Some people have this sick twisted idea that somehow the worse someone's sins are the worse the Church should treat them. Some people actually believe that God, the same God who sent His son to die on a cross, would reject someone because they've just sinned a little too much for His grace. I tell you that God accepts and calls everyone... everyone. We cannot exhaust God's love and forgiveness. Nothing… not murder, not rape, not robbery, not pride... nothing we can do can make God love us any less.

And so if God's love is such that cannot be extinguished then why should ours be any different? We, the Church, should be the best representation of God's love and acceptance. Before we can have revival we have to be able to sit next to the people we've closed our doors to in the past. And we also have to be ready to sit next to each other.

The Church doesn't just have relationship problems with people outside but also within. We've slapped labels on each other; emergent, liberal, conservative, dispensationalist, fundamentalist, etc. and we've placed ourselves within the boundaries of those labels. If you stay in your fundamentalist church and I stay in my "emerging" church and we never talk everything will be all right. This kind of thinking has crippled the Church. There has to be room for us to mix and mingle no matter how difficult or even painful it may be. The Church is a very messy thing it wasn't made to be tidy and neat. The problem isn't that we disagree it's that we don't know how to disagree. We don't all have to agree on everything to carry the banner of Christ but we do have to live together and learn how to disagree. For the Church to be what God intends for it to be we have to be ready to sit next to each other.

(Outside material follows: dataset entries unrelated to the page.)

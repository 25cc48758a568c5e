//! Call engine types and data structures

use crate::identity::{ConversationId, UserId};
use chrono::{DateTime, Utc};
use serde::{Deserialize, Serialize};
use uuid::Uuid;

/// Unique identifier for one call attempt
#[derive(Debug, Clone, Copy, PartialEq, Eq, Hash, Serialize, Deserialize)]
#[serde(transparent)]
pub struct CallId(pub Uuid);

impl CallId {
    /// Create a new random call ID
    pub fn new() -> Self {
        Self(Uuid::new_v4())
    }
}

impl Default for CallId {
    fn default() -> Self {
        Self::new()
    }
}

impl std::fmt::Display for CallId {
    fn fmt(&self, f: &mut std::fmt::Formatter<'_>) -> std::fmt::Result {
        write!(f, "{}", self.0)
    }
}

/// Media requested for a call, fixed at creation
#[derive(Debug, Clone, Copy, PartialEq, Eq, Hash, Serialize, Deserialize)]
#[serde(rename_all = "lowercase")]
pub enum MediaKind {
    /// Audio only
    Audio,
    /// Audio and video
    Video,
}

impl MediaKind {
    /// Whether a camera track is requested
    pub fn wants_video(&self) -> bool {
        matches!(self, Self::Video)
    }
}

impl std::fmt::Display for MediaKind {
    fn fmt(&self, f: &mut std::fmt::Formatter<'_>) -> std::fmt::Result {
        match self {
            Self::Audio => write!(f, "audio"),
            Self::Video => write!(f, "video"),
        }
    }
}

/// Kind of a single media track
#[derive(Debug, Clone, Copy, PartialEq, Eq, Hash, Serialize, Deserialize)]
#[serde(rename_all = "lowercase")]
pub enum TrackKind {
    /// Microphone / audio track
    Audio,
    /// Camera / video track
    Video,
}

/// Side of the call this process plays, fixed at creation
#[derive(Debug, Clone, Copy, PartialEq, Eq, Serialize, Deserialize)]
pub enum CallRole {
    /// Placed the call and creates the offer
    Caller,
    /// Received the call and answers the offer
    Callee,
}

/// Session description type
#[derive(Debug, Clone, Copy, PartialEq, Eq, Serialize, Deserialize)]
#[serde(rename_all = "lowercase")]
pub enum SdpType {
    /// Offer
    Offer,
    /// Answer
    Answer,
}

/// Opaque negotiation blob plus its role in the exchange
#[derive(Debug, Clone, PartialEq, Eq, Serialize, Deserialize)]
pub struct SessionDescription {
    /// Offer or answer
    #[serde(rename = "type")]
    pub sdp_type: SdpType,
    /// SDP content
    pub sdp: String,
}

impl SessionDescription {
    /// Wrap an SDP offer
    pub fn offer(sdp: impl Into<String>) -> Self {
        Self {
            sdp_type: SdpType::Offer,
            sdp: sdp.into(),
        }
    }

    /// Wrap an SDP answer
    pub fn answer(sdp: impl Into<String>) -> Self {
        Self {
            sdp_type: SdpType::Answer,
            sdp: sdp.into(),
        }
    }

    /// Check if this is an offer
    pub fn is_offer(&self) -> bool {
        self.sdp_type == SdpType::Offer
    }

    /// Check if this is an answer
    pub fn is_answer(&self) -> bool {
        self.sdp_type == SdpType::Answer
    }
}

/// ICE candidate describing one possible network path
#[derive(Debug, Clone, PartialEq, Eq, Serialize, Deserialize)]
#[serde(rename_all = "camelCase")]
pub struct IceCandidate {
    /// ICE candidate string
    pub candidate: String,
    /// SDP media ID
    #[serde(default)]
    pub sdp_mid: Option<String>,
    /// SDP media line index
    #[serde(default, rename = "sdpMLineIndex")]
    pub sdp_mline_index: Option<u16>,
}

impl IceCandidate {
    /// Create a candidate with no media association
    pub fn new(candidate: impl Into<String>) -> Self {
        Self {
            candidate: candidate.into(),
            sdp_mid: None,
            sdp_mline_index: None,
        }
    }
}

/// Connection state reported by the underlying peer transport
#[derive(Debug, Clone, Copy, PartialEq, Eq, Serialize, Deserialize)]
pub enum TransportState {
    /// Not started
    New,
    /// Establishing connectivity
    Connecting,
    /// Media can flow
    Connected,
    /// Connectivity lost, may recover
    Disconnected,
    /// Connectivity failed permanently
    Failed,
    /// Closed locally
    Closed,
}

impl Default for TransportState {
    fn default() -> Self {
        Self::New
    }
}

/// One track of a remote stream
#[derive(Debug, Clone, PartialEq, Eq, Serialize, Deserialize)]
pub struct RemoteTrack {
    /// Track identifier
    pub id: String,
    /// Track kind
    pub kind: TrackKind,
}

/// Remote media stream produced by a completed negotiation
#[derive(Debug, Clone, PartialEq, Eq, Serialize, Deserialize)]
pub struct RemoteStream {
    /// Stream identifier
    pub id: String,
    /// Tracks currently carried by the stream
    pub tracks: Vec<RemoteTrack>,
}

impl RemoteStream {
    /// Create an empty stream
    pub fn new(id: impl Into<String>) -> Self {
        Self {
            id: id.into(),
            tracks: Vec::new(),
        }
    }

    /// Insert a track, replacing any previous track with the same id
    pub fn upsert_track(&mut self, track: RemoteTrack) {
        if let Some(existing) = self.tracks.iter_mut().find(|t| t.id == track.id) {
            *existing = track;
        } else {
            self.tracks.push(track);
        }
    }

    /// Check if the stream carries video
    pub fn has_video(&self) -> bool {
        self.tracks.iter().any(|t| t.kind == TrackKind::Video)
    }
}

/// Record of one call attempt, from intent to teardown
#[derive(Debug, Clone, PartialEq, Serialize, Deserialize)]
pub struct CallSession {
    /// Call identifier, shared with the remote side when the wire carries it
    pub id: CallId,
    /// Chat context of the call
    pub conversation_id: ConversationId,
    /// The other participant
    pub peer_user_id: UserId,
    /// Display name of the other participant, when known
    pub peer_display_name: Option<String>,
    /// Caller or callee
    pub role: CallRole,
    /// Audio or video
    pub media_kind: MediaKind,
    /// Creation timestamp
    pub created_at: DateTime<Utc>,
    /// When media started flowing
    pub connected_at: Option<DateTime<Utc>>,
    /// When the session was torn down
    pub ended_at: Option<DateTime<Utc>>,
}

impl CallSession {
    /// Create a new call session
    pub fn new(
        id: CallId,
        conversation_id: ConversationId,
        peer_user_id: UserId,
        role: CallRole,
        media_kind: MediaKind,
    ) -> Self {
        Self {
            id,
            conversation_id,
            peer_user_id,
            peer_display_name: None,
            role,
            media_kind,
            created_at: Utc::now(),
            connected_at: None,
            ended_at: None,
        }
    }

    /// Get connected duration
    pub fn duration(&self) -> Option<chrono::Duration> {
        match (self.connected_at, self.ended_at) {
            (Some(start), Some(end)) => Some(end - start),
            (Some(start), None) => Some(Utc::now() - start),
            _ => None,
        }
    }
}

/// Why a call returned to idle
#[derive(Debug, Clone, PartialEq, Eq, Serialize, Deserialize)]
pub enum EndReason {
    /// Local user hung up
    LocalHangup,
    /// Local user cancelled an outgoing call
    Cancelled,
    /// Local user declined an incoming call
    Declined,
    /// Outgoing call was not accepted in time
    NoAnswer,
    /// Remote side rejected the call
    PeerRejected {
        /// Reason given by the remote side
        reason: Option<String>,
    },
    /// Remote side ended the call
    PeerEnded {
        /// Reason given by the remote side
        reason: Option<String>,
    },
    /// Local capture devices could not be acquired
    DeviceFailed(String),
    /// Signaling channel failed
    SignalingFailed(String),
    /// Offer/answer/candidate negotiation failed
    NegotiationFailed(String),
    /// Coordinator shut down
    Shutdown,
}

impl EndReason {
    /// Reason string carried by `EndCall` / `RejectCall`
    pub fn wire_reason(&self) -> &str {
        match self {
            Self::LocalHangup => "hangup",
            Self::Cancelled => "cancelled",
            Self::Declined => "Declined by user",
            Self::NoAnswer => "no-answer",
            Self::PeerRejected { reason } => reason.as_deref().unwrap_or("rejected"),
            Self::PeerEnded { reason } => reason.as_deref().unwrap_or("ended"),
            Self::DeviceFailed(_) => "device-error",
            Self::SignalingFailed(_) => "signaling-error",
            Self::NegotiationFailed(_) => "negotiation-failed",
            Self::Shutdown => "shutdown",
        }
    }

    /// Whether the call ended because something went wrong
    pub fn is_failure(&self) -> bool {
        matches!(
            self,
            Self::DeviceFailed(_) | Self::SignalingFailed(_) | Self::NegotiationFailed(_)
        )
    }
}

impl std::fmt::Display for EndReason {
    fn fmt(&self, f: &mut std::fmt::Formatter<'_>) -> std::fmt::Result {
        match self {
            Self::DeviceFailed(detail)
            | Self::SignalingFailed(detail)
            | Self::NegotiationFailed(detail) => {
                write!(f, "{}: {}", self.wire_reason(), detail)
            }
            other => f.write_str(other.wire_reason()),
        }
    }
}

/// Call event for notifications
#[derive(Debug, Clone, PartialEq, Serialize, Deserialize)]
pub enum CallEvent {
    /// Outgoing call placed
    CallPlaced {
        /// The new session
        session: CallSession,
    },
    /// Incoming call received
    IncomingCall {
        /// The pending session
        session: CallSession,
    },
    /// Remote side accepted our call
    CallAccepted {
        /// Call identifier
        call_id: CallId,
    },
    /// Media connection established
    Connected {
        /// Call identifier
        call_id: CallId,
    },
    /// Underlying transport changed state
    ConnectionStateChanged {
        /// Call identifier
        call_id: CallId,
        /// New state
        state: TransportState,
    },
    /// Remote stream arrived or was replaced
    RemoteStream {
        /// Call identifier
        call_id: CallId,
        /// The stream to render
        stream: RemoteStream,
    },
    /// Local track enablement changed
    LocalMediaChanged {
        /// Call identifier
        call_id: CallId,
        /// Microphone enabled
        audio_enabled: bool,
        /// Camera enabled
        video_enabled: bool,
    },
    /// Remote side toggled its media
    RemoteMediaChanged {
        /// Call identifier
        call_id: CallId,
        /// Remote microphone muted, if reported
        audio_muted: Option<bool>,
        /// Remote camera enabled, if reported
        video_enabled: Option<bool>,
    },
    /// Incoming call auto-rejected because another call is in progress
    BusyRejected {
        /// Conversation of the rejected call
        conversation_id: ConversationId,
        /// Who called
        caller_id: UserId,
    },
    /// Call returned to idle
    CallEnded {
        /// Final session record
        session: CallSession,
        /// Why it ended
        reason: EndReason,
    },
}

#[cfg(test)]
#[allow(clippy::unwrap_used)]
mod tests {
    use super::*;

    #[test]
    fn test_end_reason_display() {
        assert_eq!(EndReason::NoAnswer.to_string(), "no-answer");
        assert_eq!(
            EndReason::PeerRejected {
                reason: Some("busy".into())
            }
            .to_string(),
            "busy"
        );
        assert_eq!(
            EndReason::DeviceFailed("permission denied".into()).to_string(),
            "device-error: permission denied"
        );
    }

    #[test]
    fn test_call_id() {
        let id1 = CallId::new();
        let id2 = CallId::new();
        assert_ne!(id1, id2);
    }

    #[test]
    fn test_media_kind() {
        assert!(!MediaKind::Audio.wants_video());
        assert!(MediaKind::Video.wants_video());
        assert_eq!(serde_json::to_string(&MediaKind::Video).unwrap(), "\"video\"");
    }

    #[test]
    fn test_session_description_wire_shape() {
        let offer = SessionDescription::offer("v=0\r\n");
        let json = serde_json::to_value(&offer).unwrap();
        assert_eq!(json["type"], "offer");
        assert_eq!(json["sdp"], "v=0\r\n");
        assert!(offer.is_offer());
        assert!(!offer.is_answer());
    }

    #[test]
    fn test_ice_candidate_wire_shape() {
        let json = serde_json::json!({
            "candidate": "candidate:1 1 UDP 2122260223 192.168.1.1 12345 typ host",
            "sdpMid": "0",
            "sdpMLineIndex": 0
        });
        let candidate: IceCandidate = serde_json::from_value(json).unwrap();
        assert_eq!(candidate.sdp_mid.as_deref(), Some("0"));
        assert_eq!(candidate.sdp_mline_index, Some(0));

        let bare: IceCandidate =
            serde_json::from_value(serde_json::json!({ "candidate": "candidate:2" })).unwrap();
        assert_eq!(bare, IceCandidate::new("candidate:2"));
    }

    #[test]
    fn test_remote_stream_upsert_replaces() {
        let mut stream = RemoteStream::new("s1");
        stream.upsert_track(RemoteTrack {
            id: "a".into(),
            kind: TrackKind::Audio,
        });
        stream.upsert_track(RemoteTrack {
            id: "a".into(),
            kind: TrackKind::Audio,
        });
        stream.upsert_track(RemoteTrack {
            id: "v".into(),
            kind: TrackKind::Video,
        });
        assert_eq!(stream.tracks.len(), 2);
        assert!(stream.has_video());
    }

    #[test]
    fn test_call_session_duration() {
        let mut session = CallSession::new(
            CallId::new(),
            ConversationId::new("c1"),
            UserId::new("bob"),
            CallRole::Caller,
            MediaKind::Audio,
        );
        assert!(session.duration().is_none());

        let start = Utc::now();
        session.connected_at = Some(start);
        session.ended_at = Some(start + chrono::Duration::seconds(30));
        assert_eq!(session.duration(), Some(chrono::Duration::seconds(30)));
    }

    #[test]
    fn test_end_reason_wire_strings() {
        assert_eq!(EndReason::Declined.wire_reason(), "Declined by user");
        assert_eq!(EndReason::Cancelled.wire_reason(), "cancelled");
        assert_eq!(
            EndReason::PeerEnded {
                reason: Some("remote-hangup".into())
            }
            .wire_reason(),
            "remote-hangup"
        );
        assert!(EndReason::NegotiationFailed("x".into()).is_failure());
        assert!(!EndReason::LocalHangup.is_failure());
    }
}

Tony Campolo said something along these lines: "Christianity is about loving the wrong kinds of people" and his assessment is right on. If you watch Jesus life and then watch the movement of the first Christ followers you can't miss this central fact; being a Christian means accepting the unacceptable, loving the outcast, and taking in those who have been pushed out. We have to learn how to love the wrong kinds of people.